- Work instructions
Two lines below mark the span: the one containing "assert_eq!(per_param.len(), 2);" and the one containing "let params = vec![7.0f32];". Set down both, plus every line between, exactly as they stand, and nothing else.

Collection entries:
──────
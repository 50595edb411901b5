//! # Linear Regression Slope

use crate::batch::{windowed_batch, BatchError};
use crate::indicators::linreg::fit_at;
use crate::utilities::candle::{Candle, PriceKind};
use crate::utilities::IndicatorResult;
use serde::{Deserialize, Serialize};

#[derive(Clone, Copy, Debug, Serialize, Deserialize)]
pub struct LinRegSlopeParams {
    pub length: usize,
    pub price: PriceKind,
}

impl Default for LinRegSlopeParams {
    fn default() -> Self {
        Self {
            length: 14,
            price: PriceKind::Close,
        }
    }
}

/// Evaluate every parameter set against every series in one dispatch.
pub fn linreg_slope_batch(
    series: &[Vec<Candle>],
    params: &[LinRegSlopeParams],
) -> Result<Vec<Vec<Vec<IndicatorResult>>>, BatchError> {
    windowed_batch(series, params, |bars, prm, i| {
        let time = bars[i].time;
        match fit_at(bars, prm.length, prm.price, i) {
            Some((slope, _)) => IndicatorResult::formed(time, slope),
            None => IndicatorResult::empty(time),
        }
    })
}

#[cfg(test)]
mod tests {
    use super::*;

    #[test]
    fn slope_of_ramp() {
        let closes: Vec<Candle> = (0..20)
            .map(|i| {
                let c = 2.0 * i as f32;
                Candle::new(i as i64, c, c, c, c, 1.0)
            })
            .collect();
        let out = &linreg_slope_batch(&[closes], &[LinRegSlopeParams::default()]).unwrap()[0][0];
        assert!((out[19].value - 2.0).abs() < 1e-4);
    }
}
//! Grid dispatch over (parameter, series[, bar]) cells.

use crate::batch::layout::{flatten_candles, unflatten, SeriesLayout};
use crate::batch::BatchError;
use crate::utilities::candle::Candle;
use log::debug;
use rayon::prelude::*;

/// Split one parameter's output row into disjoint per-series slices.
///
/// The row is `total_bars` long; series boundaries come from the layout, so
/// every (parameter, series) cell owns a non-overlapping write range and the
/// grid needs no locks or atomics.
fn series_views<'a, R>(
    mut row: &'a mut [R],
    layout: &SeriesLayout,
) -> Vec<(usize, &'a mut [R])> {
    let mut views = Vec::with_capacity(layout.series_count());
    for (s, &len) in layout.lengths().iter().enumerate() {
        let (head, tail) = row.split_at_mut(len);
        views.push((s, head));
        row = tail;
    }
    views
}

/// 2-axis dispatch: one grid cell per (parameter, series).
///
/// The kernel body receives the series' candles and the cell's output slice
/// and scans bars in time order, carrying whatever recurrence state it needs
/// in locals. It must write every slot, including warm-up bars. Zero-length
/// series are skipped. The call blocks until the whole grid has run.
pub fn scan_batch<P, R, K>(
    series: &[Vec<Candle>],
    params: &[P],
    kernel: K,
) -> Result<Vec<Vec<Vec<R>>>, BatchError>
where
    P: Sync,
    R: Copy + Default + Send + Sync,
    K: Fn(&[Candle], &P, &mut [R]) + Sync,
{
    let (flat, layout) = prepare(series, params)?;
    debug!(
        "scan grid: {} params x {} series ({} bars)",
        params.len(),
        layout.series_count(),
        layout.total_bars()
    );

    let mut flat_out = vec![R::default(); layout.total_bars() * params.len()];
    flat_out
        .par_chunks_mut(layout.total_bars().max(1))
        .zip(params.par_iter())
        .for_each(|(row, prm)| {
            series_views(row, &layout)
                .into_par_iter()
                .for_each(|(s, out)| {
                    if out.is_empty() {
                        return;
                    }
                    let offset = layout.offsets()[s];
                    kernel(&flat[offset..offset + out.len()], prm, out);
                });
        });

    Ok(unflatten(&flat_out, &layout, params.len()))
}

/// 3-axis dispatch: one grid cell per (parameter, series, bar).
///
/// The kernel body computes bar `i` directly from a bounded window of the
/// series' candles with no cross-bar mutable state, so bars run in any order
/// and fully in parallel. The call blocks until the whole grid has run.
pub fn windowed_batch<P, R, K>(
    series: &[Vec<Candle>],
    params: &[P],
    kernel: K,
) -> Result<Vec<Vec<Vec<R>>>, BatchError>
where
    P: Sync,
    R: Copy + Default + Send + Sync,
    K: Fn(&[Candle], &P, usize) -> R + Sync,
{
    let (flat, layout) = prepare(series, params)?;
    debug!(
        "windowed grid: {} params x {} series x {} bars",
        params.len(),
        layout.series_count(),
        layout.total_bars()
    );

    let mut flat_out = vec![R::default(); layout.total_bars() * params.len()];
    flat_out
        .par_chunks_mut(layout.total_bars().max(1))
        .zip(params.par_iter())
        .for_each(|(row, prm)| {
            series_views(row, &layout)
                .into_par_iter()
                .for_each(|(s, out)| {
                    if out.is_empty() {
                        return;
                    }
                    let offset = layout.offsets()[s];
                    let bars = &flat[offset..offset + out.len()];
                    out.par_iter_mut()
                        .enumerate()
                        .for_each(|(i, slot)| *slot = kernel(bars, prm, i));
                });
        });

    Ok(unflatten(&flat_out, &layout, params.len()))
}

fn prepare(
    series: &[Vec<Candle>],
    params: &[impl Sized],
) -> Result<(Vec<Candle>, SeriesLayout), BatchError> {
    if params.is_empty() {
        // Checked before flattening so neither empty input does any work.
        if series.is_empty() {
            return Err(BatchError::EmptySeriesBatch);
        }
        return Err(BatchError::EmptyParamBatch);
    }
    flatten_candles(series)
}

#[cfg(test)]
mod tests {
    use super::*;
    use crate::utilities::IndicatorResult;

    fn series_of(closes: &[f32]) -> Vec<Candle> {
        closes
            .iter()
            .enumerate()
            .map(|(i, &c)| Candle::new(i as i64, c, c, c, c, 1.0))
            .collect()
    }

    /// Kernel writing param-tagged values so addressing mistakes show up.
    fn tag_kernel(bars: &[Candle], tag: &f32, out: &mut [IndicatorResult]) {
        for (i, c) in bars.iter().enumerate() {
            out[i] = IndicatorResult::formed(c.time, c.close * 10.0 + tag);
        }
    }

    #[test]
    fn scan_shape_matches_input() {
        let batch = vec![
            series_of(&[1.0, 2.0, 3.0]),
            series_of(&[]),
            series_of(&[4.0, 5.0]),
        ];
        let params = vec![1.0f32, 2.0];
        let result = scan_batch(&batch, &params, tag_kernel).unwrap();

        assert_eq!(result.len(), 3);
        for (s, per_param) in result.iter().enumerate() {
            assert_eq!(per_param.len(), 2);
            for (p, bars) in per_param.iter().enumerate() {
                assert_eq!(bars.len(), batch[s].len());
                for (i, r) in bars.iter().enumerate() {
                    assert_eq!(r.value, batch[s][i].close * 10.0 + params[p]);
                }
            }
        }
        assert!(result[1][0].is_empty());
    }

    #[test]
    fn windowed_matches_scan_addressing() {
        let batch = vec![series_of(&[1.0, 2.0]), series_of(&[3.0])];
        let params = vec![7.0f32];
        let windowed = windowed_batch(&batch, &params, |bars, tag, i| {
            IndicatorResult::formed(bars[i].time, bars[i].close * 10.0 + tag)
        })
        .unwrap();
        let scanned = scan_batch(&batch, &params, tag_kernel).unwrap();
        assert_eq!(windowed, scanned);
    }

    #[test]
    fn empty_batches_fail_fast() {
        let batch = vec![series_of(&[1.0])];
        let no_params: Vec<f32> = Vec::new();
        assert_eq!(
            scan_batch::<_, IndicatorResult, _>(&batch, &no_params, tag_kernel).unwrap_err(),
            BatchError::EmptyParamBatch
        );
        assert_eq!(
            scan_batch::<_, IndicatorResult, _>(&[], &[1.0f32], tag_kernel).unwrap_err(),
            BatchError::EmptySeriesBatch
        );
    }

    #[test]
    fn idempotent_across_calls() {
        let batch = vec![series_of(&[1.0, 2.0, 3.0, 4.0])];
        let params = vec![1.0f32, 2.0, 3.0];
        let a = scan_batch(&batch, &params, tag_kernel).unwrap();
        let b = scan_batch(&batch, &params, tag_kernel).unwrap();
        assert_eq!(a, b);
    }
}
──────
- Response to the exercise
            assert_eq!(per_param.len(), 2);
            for (p, bars) in per_param.iter().enumerate() {
                assert_eq!(bars.len(), batch[s].len());
                for (i, r) in bars.iter().enumerate() {
                    assert_eq!(r.value, batch[s][i].close * 10.0 + params[p]);
                }
            }
        }
        assert!(result[1][0].is_empty());
    }

    #[test]
    fn windowed_matches_scan_addressing() {
        let batch = vec![series_of(&[1.0, 2.0]), series_of(&[3.0])];
        let params = vec![7.0f32];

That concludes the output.